Baoheng Gui PhD, is a research associate in the Maternal and Child Health Hospital of Guangxi Zhuang Autonomous Region, and is a postdoctoral researcher at Shenzhen Research Institute, The Chinese University of Hong Kong. Dr. Gui received his bachelor and doctorate degree on genetics at the State Key Laboratory of Medical Genetics of China, Central South University in 2010 and 2015, respectively. He has been in the USA for one year as a visiting scholar at Human genetics division, Cincinnati Children's Hospital Medical Center. His research interests focus on molecular genetics and cytogenetics, preimplantation genetic testing (PGT), next-generation sequencing (NGS), chromosome microarray (CMA), embryo assessment and selection in assisted reproductive technologies (ART), especially in embryo mosaicism. He has obtained several funding including National Natural Science Foundation of China, China Postdoctoral Science Foundation, National Major Research Plan, and Major Research Plan of the Provincial Science and Technology Foundation of Guangxi, etc.
Xin Fan , is a pediatric deputy chief physician and deputy director of Metabolic Central Laboratory, Birth Defect Prevention Research Institute, Maternal and Child Health Hospital, Children's Hospital of Guangxi Zhuang Autonomous Region.

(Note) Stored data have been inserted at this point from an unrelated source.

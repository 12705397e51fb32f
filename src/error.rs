//! 런처 오케스트레이터 에러 타입. UI로 보낼 때는 `error_code()`로 종류를 구분한다.

use crate::metadata::MetadataError;
use le7el_launcher_updater::UpdaterError;
use std::path::PathBuf;

#[derive(thiserror::Error, Debug)]
pub enum LauncherError {
    #[error("no releases")]
    NoReleases,

    #[error("no release files")]
    NoReleaseFiles,

    #[error("no release file size")]
    NoReleaseFileSize,

    #[error("no release file url")]
    NoReleaseFileUrl,

    #[error("invalid release file url: {0}")]
    InvalidUrl(String),

    #[error("app installed")]
    AppInstalled,

    #[error("app not installed")]
    AppNotInstalled,

    #[error("launcher is updating")]
    LauncherIsUpdating,

    #[error("app is updating")]
    AppIsUpdating,

    #[error("no update available")]
    NoUpdateAvailable,

    #[error("invalid version '{0}'")]
    VersionParse(String),

    #[error("executable not found in {0}")]
    ExecutableNotFound(PathBuf),

    #[error("failed to start {path}: {source}")]
    Spawn {
        path: PathBuf,
        #[source]
        source: std::io::Error,
    },

    #[error("{operation} failed on {path}: {source}")]
    Io {
        operation: &'static str,
        path: PathBuf,
        #[source]
        source: std::io::Error,
    },

    #[error(transparent)]
    Metadata(#[from] MetadataError),

    #[error(transparent)]
    Updater(UpdaterError),
}

impl From<UpdaterError> for LauncherError {
    fn from(err: UpdaterError) -> Self {
        match err {
            UpdaterError::NoReleases => Self::NoReleases,
            UpdaterError::NoReleaseFiles { .. } => Self::NoReleaseFiles,
            UpdaterError::VersionParse { input } => Self::VersionParse(input),
            other => Self::Updater(other),
        }
    }
}

impl LauncherError {
    pub fn io(operation: &'static str, path: impl Into<PathBuf>, source: std::io::Error) -> Self {
        Self::Io { operation, path: path.into(), source }
    }

    /// 머신 리더블 에러 코드
    pub fn error_code(&self) -> &'static str {
        match self {
            Self::NoReleases => "NO_RELEASES",
            Self::NoReleaseFiles => "NO_RELEASE_FILES",
            Self::NoReleaseFileSize => "NO_RELEASE_FILE_SIZE",
            Self::NoReleaseFileUrl => "NO_RELEASE_FILE_URL",
            Self::InvalidUrl(_) => "INVALID_URL",
            Self::AppInstalled => "APP_INSTALLED",
            Self::AppNotInstalled => "APP_NOT_INSTALLED",
            Self::LauncherIsUpdating => "LAUNCHER_IS_UPDATING",
            Self::AppIsUpdating => "APP_IS_UPDATING",
            Self::NoUpdateAvailable => "NO_UPDATE_AVAILABLE",
            Self::VersionParse(_) => "VERSION_PARSE",
            Self::ExecutableNotFound(_) => "EXECUTABLE_NOT_FOUND",
            Self::Spawn { .. } => "SPAWN_FAILED",
            Self::Io { .. } => "FILESYSTEM_ERROR",
            Self::Metadata(MetadataError::NotFound(_)) => "METADATA_NOT_FOUND",
            Self::Metadata(MetadataError::Unauthorized) => "UNAUTHORIZED",
            Self::Metadata(_) => "METADATA_ERROR",
            Self::Updater(UpdaterError::PathTraversal { .. }) => "PATH_TRAVERSAL",
            Self::Updater(UpdaterError::FileSystemError { .. }) => "FILESYSTEM_ERROR",
            Self::Updater(_) => "NETWORK_ERROR",
        }
    }

    /// UI 실패 이벤트용 JSON
    pub fn to_json(&self) -> serde_json::Value {
        serde_json::json!({
            "success": false,
            "error": self.to_string(),
            "error_code": self.error_code(),
        })
    }
}

#[cfg(test)]
mod tests {
    use super::*;

    #[test]
    fn updater_errors_map_to_launcher_taxonomy() {
        let err: LauncherError = UpdaterError::NoReleases.into();
        assert!(matches!(err, LauncherError::NoReleases));

        let err: LauncherError = UpdaterError::VersionParse { input: "x".into() }.into();
        assert_eq!(err.error_code(), "VERSION_PARSE");

        let err: LauncherError = UpdaterError::ApiError {
            url: "http://cdn/a".into(),
            status_code: 500,
            message: "boom".into(),
        }
        .into();
        assert_eq!(err.error_code(), "NETWORK_ERROR");
        assert!(err.to_string().contains("500"));
    }

    #[test]
    fn json_payload_carries_code() {
        let json = LauncherError::AppIsUpdating.to_json();
        assert_eq!(json["error"], "app is updating");
        assert_eq!(json["error_code"], "APP_IS_UPDATING");
        assert_eq!(json["success"], false);
    }
}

She is mainly engaged in the diagnosis and treatment of pediatric endocrine and hereditary metabolic diseases. She has been a visiting scholar at the Cincinnati Children's Hospital and Taipei City Union Hospital.
Ruimin Chen , is a director, professor, chief physician of Department of Endocrinology, Children's Hospital of Fujian Province. She is a member of the Endocrinology and Metabolism Group of the Pediatrics Branch of the Chinese Medical Association, a standing member of the Committee of Youth Health and Medicine of the Chinese Medical Doctor Association, a deputy director of the Pediatrics Branch of the Fujian Medical Association and leader of the Endocrine and Metabolic Diseases Group, a chairman of the Pediatric Branch of Fuzhou Medical Association, etc.
Yiping Shen PhD, is an assistant professor at the Department of Neurology, Harvard Medical School. He is currently at the Department of Genetics and Genomics, Boston Children's Hospital, Harvard Medical School, as a coDirector of Harvard Medical School Genetic Training Program course. he is a fellow of American College of Medical Genetics (ACMG), Certified by American Board of Medical Genetics and Genomics (ABMGG) in 2005, a member of Chinese Medical Doctor's Association Medical Genetics subcommittee, a member of Chinese Medical Genetics Society Genetic Counseling subcommittee, an expert committee member of the March of Dimes foundation China, and an adjunct professor at the Shanghai Jiaotong University School of Medicine. He is a distinguished professor and director of Medical Genetics Department of Shanghai Children's Medical Center and director of the Genetic diagnostic laboratory at Guangxi Maternal and Child Health Hospital.